Corre l’anno 1948, Amburgo, Stoccarda… Berlino; le città tedesche portano ancora i segni della devastazione, della Capitolazione finale, dell’ Ora zero (Stunde Null). Nelle vie convulse di quelle città si aggirano alcuni dei colpevoli minori (e forse non solo) dei crimini nazisti, come del resto reduci di guerra, sopravvissuti dei campi, disperati ma anche soprattutto gli alleati, quelli che la guerra l’hanno vinta. Tra le varie organizzazioni americane e inglesi presenti nel paese c’è la Commission on European Jewish Cultural Reconstruction, commissione nata non solo con il compito di dare sostegno e voce a tutte le tracce di cultura ebraica sopravvissute all’Olocausto ma soprattutto con la volontà di indagare, capire, misurare la condizione politica e sociale del dopo nazismo.
Direttrice di quell’ osservatorio è Hannah Arendt, la grande intellettuale ebreo-tedesca sfuggita alle persecuzioni naziste e rifugiatasi negli Stati Uniti sedici anni prima.
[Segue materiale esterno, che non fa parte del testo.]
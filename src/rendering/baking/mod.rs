/// Sprite lookup by texture location.
pub mod atlas;
/// Baking of generated (flat, layered) item models.
pub mod item_layer;
/// Vertex packing for single quads.
pub mod quads;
Da quelle serie di passeggiate e indagini Hannah Arendt riuscirà a scrivere una delle testimonianze ancora oggi più vive di quegli anni.

Nel suo breve Aftermath of Nazi-Rule. Report from Germany (tradotto poi 36 anni dopo in tedesco con il titolo Besuch in Deutschland, Visita in Germania) Hannah Arendt riesce a riflettere in maniera immediata la condizione di solitudine sociale e devastazione morale in cui è caduto il paese. Non sono solo le descrizioni delle persone assenti e dei luoghi irriconoscibili a colpire il lettore. Tutto il libro è pervaso da una consapevolezza epocale dei danni e del solco negativo lasciato dal Nazismo.
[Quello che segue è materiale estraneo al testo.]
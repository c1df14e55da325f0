use glam::{Mat4, Quat, Vec3};
use modelfoam_intern::Value;
use modelfoam_intern::containers::{MapKey, NodeMap};
use std::collections::HashMap;
use std::sync::Arc;

/// The perspectives an item model can be rendered in.
#[derive(Debug, Clone, Copy, PartialEq, Eq, Hash, PartialOrd, Ord)]
pub enum TransformType {
    None,
    ThirdPersonLeftHand,
    ThirdPersonRightHand,
    FirstPersonLeftHand,
    FirstPersonRightHand,
    Head,
    Gui,
    Ground,
    Fixed,
}

impl MapKey for TransformType {
    fn to_value(&self) -> Value {
        Value::from(*self as u32)
    }
}

#[derive(Debug, Clone, Copy, PartialEq)]
pub struct Transform {
    pub matrix: Mat4,
}

impl Transform {
    pub const IDENTITY: Transform = Transform { matrix: Mat4::IDENTITY };

    pub fn from_trs(translation: Vec3, rotation_degrees: Vec3, scale: Vec3) -> Self {
        let rotation = Quat::from_euler(
            glam::EulerRot::XYZ,
            rotation_degrees.x.to_radians(),
            rotation_degrees.y.to_radians(),
            rotation_degrees.z.to_radians(),
        );
        Self {
            matrix: Mat4::from_scale_rotation_translation(scale, rotation, translation),
        }
    }

    pub fn is_identity(&self) -> bool {
        self.matrix.abs_diff_eq(Mat4::IDENTITY, 1.0e-6)
    }

    pub fn transform_point(&self, point: Vec3) -> Vec3 {
        self.matrix.transform_point3(point)
    }

    pub fn transform_normal(&self, normal: Vec3) -> Vec3 {
        self.matrix.transform_vector3(normal).normalize_or_zero()
    }
}

pub type TransformMap = NodeMap<TransformType, Transform>;

pub fn transform_map(entries: impl IntoIterator<Item = (TransformType, Transform)>) -> TransformMap {
    NodeMap::new(
        entries
            .into_iter()
            .map(|(kind, transform)| (kind, Arc::new(transform)))
            .collect::<HashMap<_, _>>(),
    )
}

/// The matrix to render `kind` with, `None` when the map does not define it.
pub fn perspective(transforms: &TransformMap, kind: TransformType) -> Option<Mat4> {
    transforms
        .get(&kind)
        .filter(|transform| !transform.is_identity())
        .map(|transform| transform.matrix)
}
Le analisi di Arendt si muovono attorno alla considerazione di come la popolazione civile non sia minimamente in grado di affrontare il problema dell’origine della Guerra e della devastazione continuando a “rimandare il discorso sulle cause ad elementi estranei, marginali come potrebbe essere stato un fantomatico attacco della Russia su Danziga”, senza quindi riuscire ad entrare nel merito dei crimini e della politica totalitaria del Nazismo. La Arendt spiega questa tecnica di rimozione a partire dalla virulenza della dottrina nazista “quasi che il popolo intero sia stato così indottrinato da non riuscire proprio neanche più a distinguere tra fatti e opinioni”. Questa condizione di alienazione radicale diventa ancora più chiara se si considera di come “praticamente in nessun caso delle persone con cui ho parlato c’è stato un qualsiasi riferimento alla ideologia nazista”.
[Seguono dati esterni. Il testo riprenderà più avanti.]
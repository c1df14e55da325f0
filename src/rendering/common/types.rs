use crate::rendering::common::resource::ResourceLocation;
use glam::Vec3;
use itertools::Itertools;
use modelfoam_intern::Value;
use modelfoam_intern::containers::{MapKey, NodeList, Slot};
use std::fmt::{Debug, Formatter};
use std::sync::Arc;

#[derive(Debug, Clone, Copy, PartialEq, Eq, Hash, PartialOrd, Ord)]
pub enum Facing {
    Down,
    Up,
    North,
    South,
    West,
    East,
}

impl Facing {
    pub const ALL: [Facing; 6] = [
        Facing::Down,
        Facing::Up,
        Facing::North,
        Facing::South,
        Facing::West,
        Facing::East,
    ];

    pub fn normal(self) -> Vec3 {
        match self {
            Facing::Down => Vec3::NEG_Y,
            Facing::Up => Vec3::Y,
            Facing::North => Vec3::NEG_Z,
            Facing::South => Vec3::Z,
            Facing::West => Vec3::NEG_X,
            Facing::East => Vec3::X,
        }
    }
}

impl MapKey for Facing {
    fn to_value(&self) -> Value {
        Value::from(*self as u32)
    }
}

#[derive(Debug, Clone, Copy, PartialEq, Eq, Hash)]
pub enum ElementUsage {
    Position,
    Color,
    Uv,
    Normal,
    Padding,
}

#[derive(Debug, Clone, Copy, PartialEq, Eq, Hash)]
pub enum ElementType {
    Float,
    UByte,
    Byte,
    Short,
}

impl ElementType {
    pub fn size(self) -> usize {
        match self {
            ElementType::Float => 4,
            ElementType::UByte | ElementType::Byte => 1,
            ElementType::Short => 2,
        }
    }
}

#[derive(Debug, Clone, PartialEq, Eq, Hash)]
pub struct VertexFormatElement {
    pub usage: ElementUsage,
    pub kind: ElementType,
    pub index: u32,
    pub count: u32,
}

impl VertexFormatElement {
    pub fn new(usage: ElementUsage, kind: ElementType, index: u32, count: u32) -> Self {
        Self {
            usage,
            kind,
            index,
            count,
        }
    }

    pub fn size(&self) -> usize {
        self.kind.size() * self.count as usize
    }
}

/// The layout of one vertex inside [`BakedQuad::vertex_data`].
pub struct VertexFormat {
    pub elements: Slot<NodeList<VertexFormatElement>>,
}

impl VertexFormat {
    pub fn new(elements: impl IntoIterator<Item = VertexFormatElement>) -> Self {
        Self {
            elements: Slot::from_value(NodeList::from_values(elements)),
        }
    }

    fn position() -> VertexFormatElement {
        VertexFormatElement::new(ElementUsage::Position, ElementType::Float, 0, 3)
    }

    fn color() -> VertexFormatElement {
        VertexFormatElement::new(ElementUsage::Color, ElementType::UByte, 0, 4)
    }

    fn texture() -> VertexFormatElement {
        VertexFormatElement::new(ElementUsage::Uv, ElementType::Float, 0, 2)
    }

    fn lightmap() -> VertexFormatElement {
        VertexFormatElement::new(ElementUsage::Uv, ElementType::Short, 1, 2)
    }

    fn normal() -> VertexFormatElement {
        VertexFormatElement::new(ElementUsage::Normal, ElementType::Byte, 0, 3)
    }

    fn padding() -> VertexFormatElement {
        VertexFormatElement::new(ElementUsage::Padding, ElementType::Byte, 0, 1)
    }

    pub fn block() -> Self {
        Self::new([Self::position(), Self::color(), Self::texture(), Self::lightmap()])
    }

    pub fn item() -> Self {
        Self::new([Self::position(), Self::color(), Self::texture(), Self::normal(), Self::padding()])
    }

    pub fn position_tex() -> Self {
        Self::new([Self::position(), Self::texture()])
    }

    pub fn position_tex_color_normal() -> Self {
        Self::new([Self::position(), Self::texture(), Self::color(), Self::normal(), Self::padding()])
    }

    pub fn element_list(&self) -> Vec<Arc<VertexFormatElement>> {
        self.elements.load().to_vec()
    }

    /// Size of one vertex in 32 bit words.
    pub fn integer_size(&self) -> usize {
        self.element_list()
            .iter()
            .map(|element| element.size())
            .sum::<usize>()
            .div_ceil(4)
    }
}

impl Debug for VertexFormat {
    fn fmt(&self, f: &mut Formatter<'_>) -> std::fmt::Result {
        let usages = self
            .element_list()
            .iter()
            .map(|element| format!("{:?}{}", element.usage, element.index))
            .join(", ");
        write!(f, "VertexFormat [{}]", usages)
    }
}

/// A region of the texture atlas. The atlas hands these out by name, so their identity matters.
pub struct Sprite {
    pub name: Slot<ResourceLocation>,
    pub width: u32,
    pub height: u32,
    pub min_u: f32,
    pub max_u: f32,
    pub min_v: f32,
    pub max_v: f32,
}

impl Sprite {
    pub fn new(name: ResourceLocation, width: u32, height: u32, uv: [f32; 4]) -> Self {
        Self {
            name: Slot::from_value(name),
            width,
            height,
            min_u: uv[0],
            max_u: uv[1],
            min_v: uv[2],
            max_v: uv[3],
        }
    }

    /// Interpolated atlas U for a texel coordinate in `0..=16`.
    pub fn interpolated_u(&self, u: f32) -> f32 {
        self.min_u + (self.max_u - self.min_u) * u / 16.0
    }

    pub fn interpolated_v(&self, v: f32) -> f32 {
        self.min_v + (self.max_v - self.min_v) * v / 16.0
    }
}

impl Debug for Sprite {
    fn fmt(&self, f: &mut Formatter<'_>) -> std::fmt::Result {
        write!(f, "Sprite({}, {}x{})", self.name.load(), self.width, self.height)
    }
}

pub struct BakedQuad {
    pub vertex_data: Arc<[i32]>,
    pub tint_index: i32,
    pub face: Facing,
    pub sprite: Slot<Sprite>,
    pub format: Slot<VertexFormat>,
    pub shade: bool,
}

impl BakedQuad {
    pub fn has_tint(&self) -> bool {
        self.tint_index != -1
    }
}

impl Debug for BakedQuad {
    fn fmt(&self, f: &mut Formatter<'_>) -> std::fmt::Result {
        f.debug_struct("BakedQuad")
            .field("face", &self.face)
            .field("tint_index", &self.tint_index)
            .field("vertex_data", &self.vertex_data.len())
            .finish()
    }
}

#[derive(Debug, Clone, Copy, PartialEq, Eq)]
pub enum StatFormatter {
    Simple,
    Time,
    Distance,
    Divide,
}

impl StatFormatter {
    pub fn format(self, value: i64) -> String {
        match self {
            StatFormatter::Simple => value.to_string(),
            StatFormatter::Time => format!("{:.2} h", value as f64 / 20.0 / 3600.0),
            StatFormatter::Distance => format!("{:.2} m", value as f64 / 100.0),
            StatFormatter::Divide => format!("{:.2}", value as f64 * 0.1),
        }
    }
}

/// A tracked statistic. The ids are unique, the names and formatters are mostly shared.
#[derive(Debug)]
pub struct Stat {
    pub id: String,
    pub name: Slot<String>,
    pub formatter: Slot<StatFormatter>,
}

impl Stat {
    pub fn new(id: impl Into<String>, name: impl Into<String>, formatter: StatFormatter) -> Self {
        Self {
            id: id.into(),
            name: Slot::from_value(name.into()),
            formatter: Slot::from_value(formatter),
        }
    }
}

#[derive(Debug)]
pub struct ItemOverride {
    pub model: Slot<ResourceLocation>,
    pub predicates: Vec<(String, f32)>,
}

impl ItemOverride {
    pub fn matches(&self, properties: &[(&str, f32)]) -> bool {
        self.predicates.iter().all(|(name, threshold)| {
            properties
                .iter()
                .any(|(property, value)| property == name && value >= threshold)
        })
    }
}

/// Picks a different model for an item stack depending on its properties.
#[derive(Debug)]
pub struct ItemOverrides {
    pub entries: Slot<NodeList<ItemOverride>>,
}

impl ItemOverrides {
    pub fn new(entries: Vec<ItemOverride>) -> Self {
        Self {
            entries: Slot::from_value(NodeList::from_values(entries)),
        }
    }

    pub fn empty() -> Self {
        Self::new(Vec::new())
    }

    /// The last matching override wins.
    pub fn resolve(&self, properties: &[(&str, f32)]) -> Option<Arc<ResourceLocation>> {
        self.entries
            .load()
            .to_vec()
            .iter()
            .rev()
            .find(|entry| entry.matches(properties))
            .map(|entry| entry.model.load())
    }
}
Questa intuizione di una diffusa incapacità di affrontare quindi rielaborare il passato diventerà negli anni a venire un topos della letteratura sociologica e di stampo freudiano e, nonostante la analisi della Arendt sia talvota un po’ poco chiara e forse un po’ generalizzante, queste pagine sono una testimonianza diretta della condizione delle città tedesche negli anni direttamente dopo la Seconda guerra mondiale. Oltre a questo è il “colore” della narrazione della Arendt a restarci impresso: così come in altri libri la grande intellettuale sa farci andare al centro di una preoccupazione, di un orizzonte storico e letterario di gran valore documentaristico.